Tais processos, combinados de maneira desigual, deram origem a formas
de associação e participação política que, rompendo com antigas
instituições, inauguraram um novo ciclo de organização popular,
introduzindo práticas sociais inovadoras, criando novos espaços de
participação política, reinventando a solidariedade e produzindo formas
originais de organização.
A emergência de uma dimensão produtiva na sociedade civil tem
alimentado as teorias ditas do terceiro sector, do sector não-lucrativo
ou sector público não-estatal. Nessas teorias, é identificada a
possibilidade de uma esfera que, definindo-se como pública porque
voltada ao interesse geral, coloca-se à margem do Estado, retirando a
sua força da sociedade civil. É esta a esfera dos novos movimentos
sociais, as associações sem fins lucrativos e as organizações
não-governamentais (ONGs) que, ocupando espaços que o Estado não pode ou
não quer preencher, produziriam bens e serviços de interesse colectivo.

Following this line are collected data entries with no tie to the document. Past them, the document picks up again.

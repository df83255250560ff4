//! Processing metrics, emitted as structured tracing events under the
//! `cla_metrics` target so they can be filtered into a separate sink.

use std::time::Duration;

/// Emitted once per successfully processed delivery. `initial_signed`
/// is only known for `opened` events: whether the contributor already
/// had a signed CLA when the PR arrived.
pub fn delivery_processed(
    owner: &str,
    repo: &str,
    number: i64,
    delivery_id: &str,
    duration: Duration,
    employee: bool,
    initial_signed: Option<bool>,
) {
    tracing::info!(
        target: "cla_metrics",
        owner,
        repo,
        number,
        delivery_id,
        duration_ms = duration.as_millis() as u64,
        employee,
        initial_signed,
        "pull request delivery processed"
    );
}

O facto de tais organizações se definirem como autônomas não tem
impedido que, cada vez mais, realizem parcerias e convênios com o Estado
e o sector privado. Através de contratos e financiamento, os Governos
transferem, assim, para as organizações da sociedade civil parte das
suas funções. Noutros casos, o Estado cede instalações e serviços já
existentes a esse sector, como no processo de reforma do Estado na
Inglaterra de Margaret Thatcher ou no projeto de criação de organizações
sociais e reforma do Estado de Luiz Carlos Bresser Pereira no Brasil. A
relação poderia, ainda, envolver o sector privado que, através de
«parcerias estratégicas» com organizações da sociedade civil,
implementaria estratégias de desenvolvimento econômico e social ou
forneceria serviços necessários para, principalmente, comunidades
carentes. Por último, existem situações em que agências internacionais
de financiamento, como o Banco Mundial e a United States Agency for
International Development (USAID), realizam acordos de cooperação com
tais organizações para a implementação de projetos políticos, econômicos
e sociais.
Da dependência financeira…
Essa estreita relação existente entre as organizações da sociedade
civil, o Estado e o mercado coloca sérias dificuldades para se pensar a
autonomia das primeiras em relação às demais. As pesquisas comparativas
que têm sido realizadas indicam a inexistência de uma clara autonomia
financeira. O estudo internacional dirigido por Lester Salamon indicou
que, para um conjunto de 35 países, uma média de 35% dos recursos das
organizações do chamado «sector não lucrativo» eram provenientes dos
cofres públicos, 53,4% da cobrança de taxas e apenas 11,7% de
filantropia. Na Irlanda e na Bélgica a participação do Estado nessas
receitas chega a 77%. No Brasil a fraca participação do Governo –15% – é
compensada pela elevada cobrança de taxas, geralmente como
contrapartida dos usuários de serviços públicos, responsável por 77% do
orçamento dessas organizações.
É preciso, entretanto, tomar com cuidado esses dados. Nos países
chamados «em desenvolvimento» há outras fontes de recursos, como os
financiamentos provenientes de agências internacionais e de ONGs e
associações com sede nos países capitalistas centrais. Os dados de
Salomon não dão conta desses recursos, mas uma pesquisa da Associação
Brasileira de Organizações Não Governamentais (Abong), com as suas
associadas revelou que a principal fonte de receitas são as «agências
internacionais de cooperação», responsáveis por 43% do orçamento,
enquanto órgãos estatais nacionais, estaduais e municipais eram
responsáveis por outros 20%.
…
à dependência política
Governos e agências internacionais tem definido, por meio desses
recursos, a agenda de organizações da sociedade civil. Tais agendas,
formatadas por meio das parcerias e convênios estabelecidos, minaram a
autonomia de muitas dessas organizações. Em muitos casos estas
transformaram-se em meios de preservação do status
quo econômico,
político e social ou mesmo de conformação de um sistema de dominação
que restringe a ação autônoma e a oposição. Não é só a ideia da
autonomia que é abalada por tais situações, como a própria ideia de que a
sociedade civil seria o
locus dos impulsos emancipatórios.
Paradoxalmente, os processos de crítica/crise dos regimes
burocráticos do Leste europeu, que deram o impulso inicial para o
ressurgimento do conceito de sociedade civil, transformaram-se num
poderoso argumento contra as ideias de autonomia da sociedade civil e
doe seu carácter inerentemente progressista. Pois foi justamente nos
países nos quais ela afirmou de maneira mais enfática a pretensão de
autonomia sob a forma da «sociedade civil contra o Estado» – Polônia e
Hungria – que de maneira mais rápida foi absorvida pelo Estado e pelo
mercado, perdendo significativamente a sua força inicial.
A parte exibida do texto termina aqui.